Title Background

Diuerse Copies Haue it Diuerselye: An Unorthodox Survey of <i>Piers Plowman</i> Textual Scholarship from Crowley to Skeat.

Diuerse Copies Haue it Diuerselye: An Unorthodox Survey of Piers Plowman Textual Scholarship from Crowley to Skeat.

Much PPl scholarship proceeds from an unwarranted confidence that uncertainties of text and authorship are no longer relevant, given new critical approaches and/or doxologizing of certain editorial simplications. In fact, there exists a history of textual critical activity alternative to the account provided by Kane. Robert Crowley believed textual variation in the poem represented divergent outlooks that derived from two distinct intellects, but after 1500 the presence of an edited text, attributed by Crowley to a named author, had more influence than his comments on textual variation. Thomas Hearne (1678-1735) came to believe that the various texts of PPl resulted from a situation in which one author could alter his own work and a second author could assimilate and intelligently extend the first author’s work. Thomas Tyrwhitt (1730-86) recognized wide variation among the MSS., but accounted for it through scribal corruption of a work by one author.

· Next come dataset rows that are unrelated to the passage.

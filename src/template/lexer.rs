//! Tokenizer for example templates.
//!
//! Text outside `{{ ... }}` is passed through as a single token. Inside an
//! action the lexer produces operand, paren and pipe tokens until the closing
//! delimiter. Delimiters inside quoted or raw strings do not close the action,
//! which is what lets a `JSONArray` item template be written inline.

use crate::error::TemplateError;

pub(super) const LEFT_DELIM: &str = "{{";
const RIGHT_DELIM: &str = "}}";

#[derive(Debug, Clone, PartialEq, Eq)]
pub enum TokenKind {
    /// Literal text between actions.
    Text(String),
    LeftDelim,
    RightDelim,
    /// A lone `.`, the render context itself.
    Dot,
    /// A field chain such as `.Params.id`, stored without the dots.
    Field(Vec<String>),
    /// A bare function name.
    Identifier(String),
    /// A quoted or raw string literal, escapes already resolved.
    String(String),
    Number(i64),
    LeftParen,
    RightParen,
    Pipe,
}

#[derive(Debug, Clone, PartialEq, Eq)]
pub struct Token {
    pub kind: TokenKind,
    /// Byte offset into the template source.
    pub pos: usize,
}

/// Tokenize a template.
pub fn lex(src: &str) -> Result<Vec<Token>, TemplateError> {
    Lexer {
        src,
        pos: 0,
        tokens: Vec::new(),
    }
    .run()
}

/// 1-based (line, column) of a byte offset, for error messages.
pub fn line_col(src: &str, offset: usize) -> (usize, usize) {
    let before = &src[..offset.min(src.len())];
    let line = before.matches('\n').count() + 1;
    let column = before
        .rfind('\n')
        .map_or(before.chars().count(), |nl| before[nl + 1..].chars().count())
        + 1;
    (line, column)
}

struct Lexer<'a> {
    src: &'a str,
    pos: usize,
    tokens: Vec<Token>,
}

impl<'a> Lexer<'a> {
    fn run(mut self) -> Result<Vec<Token>, TemplateError> {
        let mut trim_leading = false;

        while self.pos < self.src.len() {
            let rest = self.rest();
            let open = rest.find(LEFT_DELIM);
            let raw_text = open.map_or(rest, |i| &rest[..i]);

            // `{{- ` trims whitespace before the action
            let trim_trailing = open.is_some_and(|i| is_left_trim(&rest[i + LEFT_DELIM.len()..]));

            let mut text = raw_text;
            if trim_leading {
                text = text.trim_start();
            }
            if trim_trailing {
                text = text.trim_end();
            }
            if !text.is_empty() {
                self.push(TokenKind::Text(text.to_string()), self.pos);
            }

            let Some(open) = open else {
                break;
            };

            let delim_pos = self.pos + open;
            self.pos = delim_pos + LEFT_DELIM.len();
            if trim_trailing {
                self.pos += 1;
            }
            self.push(TokenKind::LeftDelim, delim_pos);
            trim_leading = self.lex_action(delim_pos)?;
        }

        Ok(self.tokens)
    }

    /// Lex the inside of one action. Returns whether it ended with `-}}`.
    fn lex_action(&mut self, start: usize) -> Result<bool, TemplateError> {
        self.skip_whitespace();
        if self.rest().starts_with("/*") {
            return self.lex_comment(start);
        }

        loop {
            let had_space = self.skip_whitespace();
            let rest = self.rest();

            if had_space && rest.starts_with("-}}") {
                self.pos += 3;
                self.push(TokenKind::RightDelim, self.pos - 2);
                return Ok(true);
            }
            if rest.starts_with(RIGHT_DELIM) {
                self.push(TokenKind::RightDelim, self.pos);
                self.pos += RIGHT_DELIM.len();
                return Ok(false);
            }

            let Some(ch) = rest.chars().next() else {
                return Err(self.error(start, "unclosed action"));
            };
            let token_start = self.pos;

            match ch {
                '.' => self.lex_field()?,
                '"' => self.lex_quoted()?,
                '`' => self.lex_raw()?,
                '(' => {
                    self.pos += 1;
                    self.push(TokenKind::LeftParen, token_start);
                }
                ')' => {
                    self.pos += 1;
                    self.push(TokenKind::RightParen, token_start);
                }
                '|' => {
                    self.pos += 1;
                    self.push(TokenKind::Pipe, token_start);
                }
                c if c == '-' || c.is_ascii_digit() => self.lex_number()?,
                c if is_ident_char(c) => {
                    let name = self.take_ident();
                    self.push(TokenKind::Identifier(name), token_start);
                }
                c => {
                    return Err(self.error(token_start, &format!("unexpected {c:?} in action")));
                }
            }
        }
    }

    fn lex_comment(&mut self, start: usize) -> Result<bool, TemplateError> {
        let Some(end) = self.rest().find("*/") else {
            return Err(self.error(start, "unclosed comment"));
        };
        self.pos += end + 2;

        // Comments produce no tokens, so drop the opening delimiter too.
        self.tokens.pop();

        let had_space = self.skip_whitespace();
        if had_space && self.rest().starts_with("-}}") {
            self.pos += 3;
            return Ok(true);
        }
        if self.rest().starts_with(RIGHT_DELIM) {
            self.pos += RIGHT_DELIM.len();
            return Ok(false);
        }
        Err(self.error(start, "comment ends before closing delimiter"))
    }

    fn lex_field(&mut self) -> Result<(), TemplateError> {
        let start = self.pos;
        let mut chain = Vec::new();

        while self.rest().starts_with('.') {
            let after_dot = self.rest()[1..].chars().next();
            if !after_dot.is_some_and(is_ident_char) {
                break;
            }
            self.pos += 1;
            chain.push(self.take_ident());
        }

        if chain.is_empty() {
            self.pos += 1;
            match self.rest().chars().next() {
                None => {}
                Some(c) if c.is_whitespace() || c == ')' || c == '}' || c == '|' => {}
                Some(c) => {
                    return Err(self.error(start, &format!("bad character {c:?} after '.'")));
                }
            }
            self.push(TokenKind::Dot, start);
        } else {
            self.push(TokenKind::Field(chain), start);
        }
        Ok(())
    }

    fn lex_quoted(&mut self) -> Result<(), TemplateError> {
        let src = self.src;
        let start = self.pos;
        let mut value = String::new();
        let mut chars = src[start + 1..].char_indices();

        loop {
            let Some((offset, ch)) = chars.next() else {
                return Err(self.error(start, "unterminated quoted string"));
            };
            match ch {
                '"' => {
                    self.pos = start + 1 + offset + 1;
                    break;
                }
                '\n' => return Err(self.error(start, "unterminated quoted string")),
                '\\' => {
                    let escaped = match chars.next() {
                        Some((_, 'n')) => '\n',
                        Some((_, 't')) => '\t',
                        Some((_, 'r')) => '\r',
                        Some((_, '\\')) => '\\',
                        Some((_, '"')) => '"',
                        Some((_, '\'')) => '\'',
                        Some((_, 'u')) => {
                            let hex: String = chars.by_ref().take(4).map(|(_, c)| c).collect();
                            u32::from_str_radix(&hex, 16)
                                .ok()
                                .filter(|_| hex.len() == 4)
                                .and_then(char::from_u32)
                                .ok_or_else(|| self.error(start, "invalid \\u escape"))?
                        }
                        Some((_, other)) => {
                            return Err(
                                self.error(start, &format!("unknown escape sequence \\{other}"))
                            );
                        }
                        None => return Err(self.error(start, "unterminated quoted string")),
                    };
                    value.push(escaped);
                }
                c => value.push(c),
            }
        }

        self.push(TokenKind::String(value), start);
        Ok(())
    }

    fn lex_raw(&mut self) -> Result<(), TemplateError> {
        let src = self.src;
        let start = self.pos;
        let Some(len) = src[start + 1..].find('`') else {
            return Err(self.error(start, "unterminated raw string"));
        };
        let value = src[start + 1..start + 1 + len].to_string();
        self.pos = start + 1 + len + 1;
        self.push(TokenKind::String(value), start);
        Ok(())
    }

    fn lex_number(&mut self) -> Result<(), TemplateError> {
        let start = self.pos;
        let rest = self.rest();
        let sign = usize::from(rest.starts_with('-'));
        let digits = rest[sign..]
            .find(|c: char| !c.is_ascii_digit())
            .unwrap_or(rest.len() - sign);

        if digits == 0 {
            return Err(self.error(start, "bad number syntax"));
        }
        let literal = &rest[..sign + digits];
        if rest[sign + digits..].chars().next().is_some_and(is_ident_char) {
            return Err(self.error(start, &format!("bad number syntax: {literal:?}")));
        }

        let value = literal
            .parse::<i64>()
            .map_err(|e| self.error(start, &format!("bad number {literal:?}: {e}")))?;
        self.pos += literal.len();
        self.push(TokenKind::Number(value), start);
        Ok(())
    }

    fn take_ident(&mut self) -> String {
        let rest = self.rest();
        let len = rest.find(|c: char| !is_ident_char(c)).unwrap_or(rest.len());
        self.pos += len;
        rest[..len].to_string()
    }

    /// Skip whitespace, returning whether any was skipped.
    fn skip_whitespace(&mut self) -> bool {
        let rest = self.rest();
        let trimmed = rest.trim_start();
        self.pos += rest.len() - trimmed.len();
        rest.len() != trimmed.len()
    }

    fn rest(&self) -> &'a str {
        &self.src[self.pos..]
    }

    fn push(&mut self, kind: TokenKind, pos: usize) {
        self.tokens.push(Token { kind, pos });
    }

    fn error(&self, offset: usize, message: &str) -> TemplateError {
        let (line, column) = line_col(self.src, offset);
        TemplateError::Parse {
            line,
            column,
            message: message.to_string(),
        }
    }
}

fn is_left_trim(after_delim: &str) -> bool {
    let mut chars = after_delim.chars();
    chars.next() == Some('-') && chars.next().is_some_and(char::is_whitespace)
}

fn is_ident_char(c: char) -> bool {
    c.is_alphanumeric() || c == '_'
}

#[cfg(test)]
mod tests {
    use super::*;

    fn kinds(src: &str) -> Vec<TokenKind> {
        lex(src).unwrap().into_iter().map(|t| t.kind).collect()
    }

    #[test]
    fn test_plain_text() {
        assert_eq!(
            kinds(r#"{"id": 1}"#),
            vec![TokenKind::Text(r#"{"id": 1}"#.to_string())]
        );
    }

    #[test]
    fn test_method_call_with_args() {
        assert_eq!(
            kinds(r#"[{{.JSONArray .ItemCount "x"}}]"#),
            vec![
                TokenKind::Text("[".to_string()),
                TokenKind::LeftDelim,
                TokenKind::Field(vec!["JSONArray".to_string()]),
                TokenKind::Field(vec!["ItemCount".to_string()]),
                TokenKind::String("x".to_string()),
                TokenKind::RightDelim,
                TokenKind::Text("]".to_string()),
            ]
        );
    }

    #[test]
    fn test_field_chain_and_dot() {
        assert_eq!(
            kinds("{{.Params.id}}{{.}}"),
            vec![
                TokenKind::LeftDelim,
                TokenKind::Field(vec!["Params".to_string(), "id".to_string()]),
                TokenKind::RightDelim,
                TokenKind::LeftDelim,
                TokenKind::Dot,
                TokenKind::RightDelim,
            ]
        );
    }

    #[test]
    fn test_delimiters_inside_strings() {
        let tokens = kinds(r#"{{.JSONArray 2 "{\"n\":{{.Index}}}"}}"#);
        assert_eq!(tokens[3], TokenKind::String(r#"{"n":{{.Index}}}"#.to_string()));
        assert_eq!(tokens.len(), 5);

        let tokens = kinds("{{.JSONArray 2 `{\"n\":{{.Index}}}`}}");
        assert_eq!(tokens[3], TokenKind::String(r#"{"n":{{.Index}}}"#.to_string()));
    }

    #[test]
    fn test_trim_markers() {
        assert_eq!(
            kinds("a  {{- 1 -}}  b"),
            vec![
                TokenKind::Text("a".to_string()),
                TokenKind::LeftDelim,
                TokenKind::Number(1),
                TokenKind::RightDelim,
                TokenKind::Text("b".to_string()),
            ]
        );
    }

    #[test]
    fn test_negative_number() {
        assert_eq!(
            kinds("{{-3}}"),
            vec![
                TokenKind::LeftDelim,
                TokenKind::Number(-3),
                TokenKind::RightDelim,
            ]
        );
    }

    #[test]
    fn test_comment_is_dropped() {
        assert_eq!(
            kinds("a{{/* note */}}b"),
            vec![
                TokenKind::Text("a".to_string()),
                TokenKind::Text("b".to_string()),
            ]
        );
    }

    #[test]
    fn test_unclosed_action() {
        let err = lex("line one\n  {{.Index").unwrap_err();
        match err {
            TemplateError::Parse { line, column, .. } => {
                assert_eq!((line, column), (2, 3));
            }
            other => panic!("Expected parse error, got {other:?}"),
        }
    }

    #[test]
    fn test_unterminated_string() {
        assert!(lex(r#"{{"abc}}"#).is_err());
    }
}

Joseph Ritson (1752-1803) was the first to suspect three separate versions of the poem, though his remarks to this effect were unpublished. Thomas Whitaker (1759-1821), unaware of the A text, edited a C text in the belief it was the author’s original, a bad MS. of which, he believed, had served as the basis of Crowley’s edition. Thomas Wright (1810-77), unaware of Price’s printed notice of the existence of the A text, understood that corruption and transformation of a work in a MS. culture could involve thorough revision and expansion by a second author. Skeat adopted the view that only one author created all three versions of the poem, with shifts in theme and emphasis attributable to the poet’s personal conflict and changed circumstances.